The average student-loan debt is reported to be $25,235. A student believes that the student-loan debt is higher in her area. She takes a random sample of 100 college students in her area and determines the mean student-loan debt is $27,524 and the standard deviation is $6,000. Is there sufficient evidence to support the student's claim at a 5% significance level? Preliminary: Is it safe to assume that n ≤ 5 % of all college students in the local area? No Yes Is n ≥ 30 ? Yes No Test the claim: Determine the null and alternative hypotheses. Enter correct symbol and value. H 0 : μ = H a : μ Determine the test statistic. Round to two decimals. t = Find the p -value. Round to 4 decimals. p -value = Make a decision. Fail to reject the null hypothesis. Reject the null hypothesis. Write the conclusion. There is sufficient evidence to support the claim that student-loan debt is higher than $25,235 in her area. There is not sufficient evidence to support the claim that student-loan debt is higher than $25,235 in her area.

Answer 1

Explanation:

We would set up the hypothesis test.

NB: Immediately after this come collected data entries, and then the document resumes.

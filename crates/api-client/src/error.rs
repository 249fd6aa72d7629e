//! Error types for the API client

use eventmanager_core::error::exit_codes;
use std::fmt;
use thiserror::Error;

/// Result type alias for API operations
pub type ApiResult<T> = Result<T, ApiError>;

/// API client errors
#[derive(Error, Debug)]
pub enum ApiError {
    /// HTTP request failed
    #[error("HTTP request failed: {0}")]
    Request(#[from] reqwest::Error),

    /// JSON serialization/deserialization failed
    #[error("JSON error: {0}")]
    Json(#[from] serde_json::Error),

    /// Configuration error
    #[error("Configuration error: {0}")]
    Config(String),

    /// Input rejected before sending
    #[error("Invalid input: {0}")]
    Validation(String),

    /// API returned an error response
    #[error("API error ({status}): {message}")]
    ApiResponse {
        /// HTTP status code
        status: u16,
        /// Error message from API
        message: String,
    },

    /// 2xx response whose envelope reported `success: false`
    #[error("Request rejected: {0}")]
    Rejected(String),

    /// No usable login session
    #[error("Not logged in - run `eventmanager auth login` first")]
    NotAuthenticated,

    /// Circuit breaker is open
    #[error("Circuit breaker is open - service temporarily unavailable")]
    CircuitOpen,

    /// The current user's role does not allow the action
    #[error("Permission denied: {0}")]
    PermissionDenied(String),

    /// Request timeout
    #[error("Request timeout after {0:?}")]
    Timeout(std::time::Duration),

    /// All retry attempts exhausted
    #[error("All {attempts} retry attempts failed: {last_error}")]
    RetriesExhausted {
        /// Number of attempts made
        attempts: u32,
        /// Last error message
        last_error: String,
    },

    /// Invalid URL
    #[error("Invalid URL: {0}")]
    InvalidUrl(String),

    /// Session file could not be read or written
    #[error("Session error: {0}")]
    Session(#[from] eventmanager_core::Error),
}

impl ApiError {
    /// Create a configuration error
    pub fn config(msg: impl Into<String>) -> Self {
        Self::Config(msg.into())
    }

    /// Create a validation error
    pub fn validation(msg: impl Into<String>) -> Self {
        Self::Validation(msg.into())
    }

    /// Create an API response error
    pub fn api_response(status: u16, message: impl Into<String>) -> Self {
        Self::ApiResponse {
            status,
            message: message.into(),
        }
    }

    /// Check if this error is retryable
    #[must_use]
    pub fn is_retryable(&self) -> bool {
        match self {
            Self::Request(e) => e.is_connect() || e.is_timeout(),
            Self::ApiResponse { status, .. } => *status >= 500 || *status == 429,
            Self::Timeout(_) => true,
            Self::Json(_)
            | Self::Config(_)
            | Self::Validation(_)
            | Self::Rejected(_)
            | Self::NotAuthenticated
            | Self::CircuitOpen
            | Self::PermissionDenied(_)
            | Self::RetriesExhausted { .. }
            | Self::InvalidUrl(_)
            | Self::Session(_) => false,
        }
    }

    /// HTTP status for response errors
    #[must_use]
    pub fn status(&self) -> Option<u16> {
        match self {
            Self::ApiResponse { status, .. } => Some(*status),
            Self::Request(e) => e.status().map(|s| s.as_u16()),
            _ => None,
        }
    }

    /// Check if this is a client error (4xx)
    #[must_use]
    pub fn is_client_error(&self) -> bool {
        matches!(self, Self::ApiResponse { status, .. } if (400..500).contains(status))
    }

    /// Check if this is a server error (5xx)
    #[must_use]
    pub fn is_server_error(&self) -> bool {
        matches!(self, Self::ApiResponse { status, .. } if *status >= 500)
    }

    /// 401, or no session at all
    #[must_use]
    pub fn is_unauthorized(&self) -> bool {
        matches!(self, Self::NotAuthenticated) || self.status() == Some(401)
    }

    /// 403, or refused locally for the current role
    #[must_use]
    pub fn is_forbidden(&self) -> bool {
        matches!(self, Self::PermissionDenied(_)) || self.status() == Some(403)
    }

    /// 404
    #[must_use]
    pub fn is_not_found(&self) -> bool {
        self.status() == Some(404)
    }

    /// Process exit code for a CLI command that failed with this error
    #[must_use]
    pub fn exit_code(&self) -> i32 {
        match self {
            Self::Session(e) => e.code.exit_code(),
            Self::Validation(_) => exit_codes::VALIDATION_ERROR,
            Self::Config(_) | Self::InvalidUrl(_) => exit_codes::CONFIG_ERROR,
            Self::Timeout(_) => exit_codes::TIMEOUT,
            _ if self.is_unauthorized() => exit_codes::NOT_AUTHENTICATED,
            _ if self.is_forbidden() => exit_codes::FORBIDDEN,
            Self::ApiResponse { status: 400, .. } => exit_codes::VALIDATION_ERROR,
            _ => exit_codes::FAILURE,
        }
    }
}

/// Error context for better debugging
#[derive(Debug, Clone)]
pub struct ErrorContext {
    /// Request ID for correlation
    pub request_id: Option<String>,
    /// Endpoint that was called
    pub endpoint: String,
    /// HTTP method used
    pub method: String,
}

impl fmt::Display for ErrorContext {
    fn fmt(&self, f: &mut fmt::Formatter<'_>) -> fmt::Result {
        write!(f, "{} {}", self.method, self.endpoint)?;
        if let Some(ref id) = self.request_id {
            write!(f, " (request_id: {id})")?;
        }
        Ok(())
    }
}
//! Event registration commands

use super::Context;
use anyhow::Result;
use clap::Args;
use eventmanager_api_client::models::EventRegistrationRequest;
use eventmanager_api_client::ApiError;
use eventmanager_cli::output::{format_count, format_event_date, Status};
use eventmanager_cli::table::registrations_table;
use owo_colors::OwoColorize;

#[derive(Args)]
pub struct RegisterArgs {
    /// Event ID
    id: i64,

    /// Attendee name (defaults to your account name)
    #[arg(long)]
    name: Option<String>,

    /// Attendee email (defaults to your account email)
    #[arg(long)]
    email: Option<String>,

    /// Contact phone number
    #[arg(long)]
    phone: String,

    /// University student ID
    #[arg(long)]
    student_id: String,
}

pub async fn register(args: RegisterArgs, ctx: &Context) -> Result<()> {
    let client = ctx.client()?;
    let session = client.session();
    if !session.is_logged_in() {
        return Err(ApiError::NotAuthenticated.into());
    }

    let details = EventRegistrationRequest {
        name: args.name.or_else(|| session.user_name()).unwrap_or_default(),
        email: args.email.or_else(|| session.user_email()).unwrap_or_default(),
        phone: args.phone,
        student_id: args.student_id,
    };

    let response = ctx
        .track(
            "Registering...",
            client.registrations().register(args.id, &details),
        )
        .await?;

    ctx.emit(&response, || {
        Status::success(
            response
                .base
                .message
                .as_deref()
                .unwrap_or("Registered for event"),
        );
        if let Some(registration) = &response.registration {
            Status::info(&format!(
                "{} on {} at {}",
                registration.event_title,
                format_event_date(&registration.event_date),
                registration.event_location
            ));
        }
    })
}

pub async fn unregister(id: i64, ctx: &Context) -> Result<()> {
    let client = ctx.client()?;
    let response = ctx
        .track("Cancelling registration...", client.registrations().cancel(id))
        .await?;

    ctx.emit(&response, || {
        Status::success(
            response
                .base
                .message
                .as_deref()
                .unwrap_or("Registration cancelled"),
        );
    })
}

pub async fn list(ctx: &Context) -> Result<()> {
    let client = ctx.client()?;
    let response = ctx
        .track("Loading registrations...", client.registrations().mine())
        .await?;

    ctx.emit(&response, || {
        println!("{}", registrations_table(&response.registrations));
        if !response.registrations.is_empty() {
            println!();
            println!(
                "{}",
                format_count(response.count, "registration", "registrations").dimmed()
            );
        }
    })
}
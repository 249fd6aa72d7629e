//! Progress indicators
//!
//! Spinners shown on stderr while a request is in flight.

use indicatif::{ProgressBar, ProgressStyle};
use owo_colors::OwoColorize;
use std::time::Duration;

/// Create a spinner for a request in flight.
///
/// A hidden spinner is returned when `visible` is false (quiet or JSON
/// output) so callers can use it unconditionally.
#[must_use]
pub fn spinner(message: &str, visible: bool) -> ProgressBar {
    if !visible {
        return ProgressBar::hidden();
    }

    let pb = ProgressBar::new_spinner();
    let style = ProgressStyle::default_spinner()
        .tick_chars("⠋⠙⠹⠸⠼⠴⠦⠧⠇⠏")
        .template("{spinner:.blue} {msg}")
        .unwrap_or_else(|_| ProgressStyle::default_spinner());
    pb.set_style(style);
    pb.set_message(message.to_string());
    pb.enable_steady_tick(Duration::from_millis(80));
    pb
}

/// Finish a spinner with a success message
pub fn finish_success(pb: &ProgressBar, message: &str) {
    pb.set_style(message_only());
    pb.finish_with_message(format!("{} {message}", "✓".green()));
}

/// Finish a spinner with an error message
pub fn finish_error(pb: &ProgressBar, message: &str) {
    pb.set_style(message_only());
    pb.finish_with_message(format!("{} {message}", "✗".red()));
}

fn message_only() -> ProgressStyle {
    ProgressStyle::default_spinner()
        .template("{msg}")
        .unwrap_or_else(|_| ProgressStyle::default_spinner())
}

#[cfg(test)]
mod tests {
    use super::*;

    #[test]
    fn test_spinner_creation() {
        let pb = spinner("Loading events...", true);
        finish_success(&pb, "Loaded");
        assert!(pb.is_finished());
    }

    #[test]
    fn test_hidden_spinner() {
        let pb = spinner("Loading events...", false);
        assert!(pb.is_hidden());
        finish_error(&pb, "Failed");
    }
}
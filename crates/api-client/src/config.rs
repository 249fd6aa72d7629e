//! Configuration for the Event Manager API client
//!
//! Built from the shared TOML configuration, with builder-style overrides
//! for tests and embedding.

use crate::error::{ApiError, ApiResult};
use eventmanager_core::config::{ConfigSchema, MAX_UTC_OFFSET_MINUTES};
use eventmanager_core::retry::{CircuitBreakerConfig, RetryConfig};
use std::time::Duration;

/// User agent sent with every request
pub const USER_AGENT: &str = concat!("eventmanager-api-client/", env!("CARGO_PKG_VERSION"));

/// Client configuration
#[derive(Debug, Clone)]
pub struct ClientConfig {
    /// Base URL of the REST API, ending in `/`
    pub base_url: String,
    /// Total request timeout
    pub timeout: Duration,
    /// Connection timeout
    pub connect_timeout: Duration,
    /// Retry configuration
    pub retry: RetryConfig,
    /// Circuit breaker configuration
    pub circuit_breaker: CircuitBreakerConfig,
    /// Log request and response bodies at trace level
    pub log_bodies: bool,
    /// UTC offset, in minutes, of event dates and times
    pub event_utc_offset_minutes: i32,
}

impl Default for ClientConfig {
    fn default() -> Self {
        Self::from_schema(&ConfigSchema::default())
    }
}

impl ClientConfig {
    /// Create configuration from the loaded TOML schema
    #[must_use]
    pub fn from_schema(schema: &ConfigSchema) -> Self {
        Self {
            base_url: schema.server.base_url(),
            timeout: Duration::from_secs(schema.http.timeout_secs),
            connect_timeout: Duration::from_secs(schema.http.connect_timeout_secs),
            retry: RetryConfig::with_max_retries(schema.http.max_retries),
            circuit_breaker: CircuitBreakerConfig::default(),
            log_bodies: schema.http.log_bodies,
            event_utc_offset_minutes: schema.server.event_utc_offset_minutes,
        }
    }

    /// Builder-style method to set base URL
    #[must_use]
    pub fn with_base_url(mut self, url: impl Into<String>) -> Self {
        let url = url.into();
        self.base_url = if url.ends_with('/') { url } else { format!("{url}/") };
        self
    }

    /// Builder-style method to set timeout
    #[must_use]
    pub fn with_timeout(mut self, timeout: Duration) -> Self {
        self.timeout = timeout;
        self
    }

    /// Builder-style method to set retry config
    #[must_use]
    pub fn with_retry(mut self, retry: RetryConfig) -> Self {
        self.retry = retry;
        self
    }

    /// Builder-style method to set circuit breaker config
    #[must_use]
    pub fn with_circuit_breaker(mut self, config: CircuitBreakerConfig) -> Self {
        self.circuit_breaker = config;
        self
    }

    /// Builder-style method to toggle body logging
    #[must_use]
    pub fn with_log_bodies(mut self, log_bodies: bool) -> Self {
        self.log_bodies = log_bodies;
        self
    }

    /// Builder-style method to set the event time zone offset
    #[must_use]
    pub fn with_event_utc_offset_minutes(mut self, minutes: i32) -> Self {
        self.event_utc_offset_minutes = minutes;
        self
    }

    /// Absolute URL for an endpoint path relative to the base URL
    #[must_use]
    pub fn url_for(&self, path: &str) -> String {
        format!(
            "{}/{}",
            self.base_url.trim_end_matches('/'),
            path.trim_start_matches('/')
        )
    }

    /// Validate the configuration
    pub fn validate(&self) -> ApiResult<()> {
        if self.base_url.is_empty() {
            return Err(ApiError::config("base_url cannot be empty"));
        }

        if !self.base_url.starts_with("http://") && !self.base_url.starts_with("https://") {
            return Err(ApiError::InvalidUrl(format!(
                "{} (must start with http:// or https://)",
                self.base_url
            )));
        }

        if self.timeout.is_zero() {
            return Err(ApiError::config("timeout cannot be zero"));
        }

        if self.event_utc_offset_minutes.abs() > MAX_UTC_OFFSET_MINUTES {
            return Err(ApiError::config("event UTC offset must be within one day"));
        }

        Ok(())
    }
}

#[cfg(test)]
mod tests {
    use super::*;

    #[test]
    fn test_default_config() {
        let config = ClientConfig::default();
        assert_eq!(config.base_url, "http://127.0.0.1:8000/api/");
        assert_eq!(config.timeout, Duration::from_secs(30));
        assert_eq!(config.retry.max_attempts, 4);
        assert_eq!(config.event_utc_offset_minutes, 300);
    }

    #[test]
    fn test_from_schema() {
        let mut schema = ConfigSchema::default();
        schema.server.host = "10.0.2.2".to_string();
        schema.http.max_retries = 0;
        schema.http.log_bodies = true;

        let config = ClientConfig::from_schema(&schema);
        assert_eq!(config.base_url, "http://10.0.2.2:8000/api/");
        assert_eq!(config.retry.max_attempts, 1);
        assert!(config.log_bodies);
    }

    #[test]
    fn test_builder_pattern() {
        let config = ClientConfig::default()
            .with_base_url("https://events.example.com/api")
            .with_timeout(Duration::from_secs(60));

        assert_eq!(config.base_url, "https://events.example.com/api/");
        assert_eq!(config.timeout, Duration::from_secs(60));
    }

    #[test]
    fn test_url_for() {
        let config = ClientConfig::default();
        assert_eq!(config.url_for("events/"), "http://127.0.0.1:8000/api/events/");
        assert_eq!(config.url_for("/events/3/"), "http://127.0.0.1:8000/api/events/3/");
    }

    #[test]
    fn test_validation() {
        assert!(ClientConfig::default().validate().is_ok());

        let invalid = ClientConfig::default().with_base_url("ftp://host");
        assert!(matches!(invalid.validate(), Err(ApiError::InvalidUrl(_))));

        let zero = ClientConfig::default().with_timeout(Duration::ZERO);
        assert!(zero.validate().is_err());

        let offset = ClientConfig::default().with_event_utc_offset_minutes(24 * 60);
        assert!(offset.validate().is_err());
    }
}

This is a test of a single population mean since we are dealing with mean

For the null hypothesis,

µ = 25235

For the alternative hypothesis,

µ > 25235

This is a right tailed test.

Since the population standard deviation is not given, the distribution is a student's t.

Since n = 100,

Degrees of freedom, df = n - 1 = 100 - 1 = 99

t = (x - µ)/(s/√n)

Where

x = sample mean = 27524

µ = population mean = 25235

s = samples standard deviation = 6000

t = (27524 - 25235)/(6000/√100) = 3.815

We would determine the p value using the t test calculator. It becomes

p = 0.000119

Since alpha, 0.05 > than the p value, 0.000119, then we would reject the null hypothesis. There is sufficient evidence to support the claim that student-loan debt is higher than $25,235 in her area.